The Time Value of Money

Reading 6 The Time Value of Money

LEARNING OUTCOMES

The candidate should be able to:

A.    interpret interest rates as required rates of return, discount rates, or opportunity costs;从回报率、贴现率以及机会成本的角度去理解利息;

B.    explain an interest rate as the sum of a real risk-free rate and premiums that compensate investors for bearing distinct types of risk;将利率解释为实际无风险利率与溢价之和，以补偿投资者承担不同类型的风险；

C.     calculate and interpret the effective annual rate, given the stated annual interest rate and the frequency of compounding;给定年利率和复利频率，计算并解释有效年利率；

D.    solve time value of money problems for different frequencies of compounding;解决不同复利频率的货币时间价值问题；

E.     calculate and interpret the future value (FV) and present value (PV) of a single sum of money, an ordinary annuity, an annuity due, a perpetuity (PV only), and a series of unequal cash flows;计算并解释单笔款项，普通年金，到期年金，永久年金（仅PV）和一系列不平等现金流量的终值（FV）和现值（PV）；

F.     demonstrate the use of a time line in modeling and solving time value of money problems.演示在建模和解决货币时间价值问题中使用时间线。

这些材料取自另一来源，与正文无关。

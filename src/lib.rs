//! # ekman
//!
//! Opinionated, automatic colormap selection for labeled scientific dataset
//! variables.
//!
//! Given a variable's name and metadata attributes, ekman classifies it into
//! a semantic category (temperature, salinity, velocity, ...) and selects a
//! matching pair of color palettes: a sequential ramp for magnitudes and a
//! diverging ramp for signed anomalies. Plotting itself happens elsewhere;
//! an adapter implementing the [`Canvas`] trait receives the selected pair.
//!
//! ## Key Features
//!
//! - **Ordered pattern classification**: first matching pattern wins; names
//!   are matched case-insensitively, attribute values verbatim
//! - **Total palette lookup**: unknown and unmatched categories fall back to
//!   sensible defaults (viridis / balance), never an error
//! - **Scoped overrides**: temporarily replace patterns or palettes for the
//!   duration of a scope, with guaranteed entry-by-entry restoration
//! - **Ocean-science palettes**: a cmocean-inspired collection built on
//!   `colorgrad` gradients
//!
//! ## Architecture
//!
//! - **Classification**: ordered regex table mapping names/attributes to
//!   category tags
//! - **Registry**: the pattern table plus sequential/diverging palette
//!   tables, process-wide by default or explicitly owned
//! - **Dispatch**: thin accessors wrapping plotting calls with the selected
//!   palette pair

pub mod classify;
pub mod dataset;
pub mod error;
pub mod logging;
pub mod options;
pub mod palettes;
pub mod plot;
pub mod registry;

pub use classify::Category;
pub use dataset::{AttributeValue, DataArray, Dataset};
pub use error::{EkmanError, Result};
pub use logging::init_tracing;
pub use options::{Overrides, OptionsGuard};
pub use palettes::Palette;
pub use plot::{
    Canvas, Cmo, DatasetCmo, PalettePair, PlotArgs, PlotData, PlotKind, PlotRequest,
};
pub use registry::Registry;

G.    An interest rate, denoted r, is a rate of return that reflects the relationship between differently dated cash flows. 利率是反应不同时间的现金流之间的关系。

利率可以从以下3个方面理解：

1、回报率required rates of return：一个投资者可以接受的最低回报率。

2、贴现率 discount rates：现值9500，一年后10000，则500/9500=5.26%即贴现率。所谓贴现，是指将一年后的10000折回现值9500的比率。结合1、2，可以知道回报率与贴现率是一个可以互换的概念（interchangeably terms）

3、机会成本 opportunity cost：即投资者为了拿到现在的9500而放弃将来获得10000的成本是5.26%

r = Real risk-free interest rate + Inflation premium + Default risk premium + Liquidity premium + Maturity premium

r = f+i+d+l+m

r = FIDLM

即

利率r=无风险回报率+4个溢价

（通胀溢价+违约溢价+流动性溢价+到期风险溢价）

通货膨胀溢价（Inflation Premium）

预期通货膨胀率与当前的通货膨胀率不一定相等。例如，国家统计局发布最近的通货膨胀率为2%，目前发行的一年期国债利率为5%，则当前的无风险真实利率为5%-2%=3%，称为“当前真实利率”。在财务领域里，除非特别指明“通货膨胀率”，均指“预期的通货膨胀率”。财务领域的“真实利率”是根据预期通货膨胀率计算的。例如，预期未来一年通货膨胀率为4%，则上述债券的“真实利率”为5%-4%=1%。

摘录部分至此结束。